- [WORK INSTRUCTION]
Report each line of the listing that carries the word "NumberFormat".

- [SOURCE MATERIAL]
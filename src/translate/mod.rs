//! Pure translation from plain row values and format keywords into the
//! request fragments expected by `spreadsheets.batchUpdate`.

mod cell;
mod date;
mod format;

pub use cell::{
    CellType, CellValue, SerializedCell, classify, serialize_cell, serialize_row, serialize_rows,
};
pub use date::{datetime_to_spreadsheet_epoch, to_spreadsheet_epoch};
pub use format::{FormatKeyword, build_format_style};
use google_sheets4::api::{CellFormat, NumberFormat, TextFormat};
use std::fmt;
use tracing::debug;

/// Column formats understood by `change_format`.
#[derive(Debug, Clone, Copy, PartialEq, Eq)]
pub enum FormatKeyword {
    Integer,
    Bold,
    SpecialDate,
    BrDate,
    BrDateTime,
}

impl FormatKeyword {
    pub const ALL: [FormatKeyword; 5] = [
        FormatKeyword::Integer,
        FormatKeyword::Bold,
        FormatKeyword::SpecialDate,
        FormatKeyword::BrDate,
        FormatKeyword::BrDateTime,
    ];

    /// Case-sensitive lookup, `None` for anything unrecognised.
    pub fn from_keyword(keyword: &str) -> Option<Self> {
        Self::ALL.into_iter().find(|k| k.as_str() == keyword)
    }

    pub fn as_str(&self) -> &'static str {
        match self {
            FormatKeyword::Integer => "INTEGER",
            FormatKeyword::Bold => "BOLD",
            FormatKeyword::SpecialDate => "SPECIAL_DATE",
            FormatKeyword::BrDate => "BR_DATE",
            FormatKeyword::BrDateTime => "BR_DATE_TIME",
        }
    }

    /// Merge this keyword's fragment into `format`, replacing whichever
    /// field it owns.
    pub fn apply(&self, format: &mut CellFormat) {
        match self {
            FormatKeyword::Integer => format.number_format = Some(number_format("NUMBER", "#,#0")),
            FormatKeyword::Bold => {
                format.text_format = Some(TextFormat {
                    bold: Some(true),
                    ..Default::default()
                })
            }
            FormatKeyword::SpecialDate => {
                format.number_format = Some(number_format("DATE", "mmm.-yy"))
            }
            FormatKeyword::BrDate => format.number_format = Some(number_format("DATE", "dd/mm/yyyy")),
            FormatKeyword::BrDateTime => {
                format.number_format = Some(number_format("DATE", "dd/mm/yyyy hh:mm:ss"))
            }
        }
    }
}

impl fmt::Display for FormatKeyword {
    fn fmt(&self, f: &mut fmt::Formatter<'_>) -> fmt::Result {
        f.write_str(self.as_str())
    }
}

fn number_format(type_: &str, pattern: &str) -> NumberFormat {
    NumberFormat {
        type_: Some(type_.to_string()),
        pattern: Some(pattern.to_string()),
    }
}

/// Fold format keywords, in order, into one `userEnteredFormat`.
/// Later keywords win on the same field; unknown keywords are skipped.
pub fn build_format_style<S: AsRef<str>>(formats: &[S]) -> CellFormat {
    let mut style = CellFormat::default();

    for keyword in formats {
        match FormatKeyword::from_keyword(keyword.as_ref()) {
            Some(known) => known.apply(&mut style),
            None => debug!(keyword = keyword.as_ref(), "Ignoring unknown format keyword"),
        }
    }

    style
}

- [RESPONSE TO THIS TASK]
use google_sheets4::api::{CellFormat, NumberFormat, TextFormat};
fn number_format(type_: &str, pattern: &str) -> NumberFormat {
    NumberFormat {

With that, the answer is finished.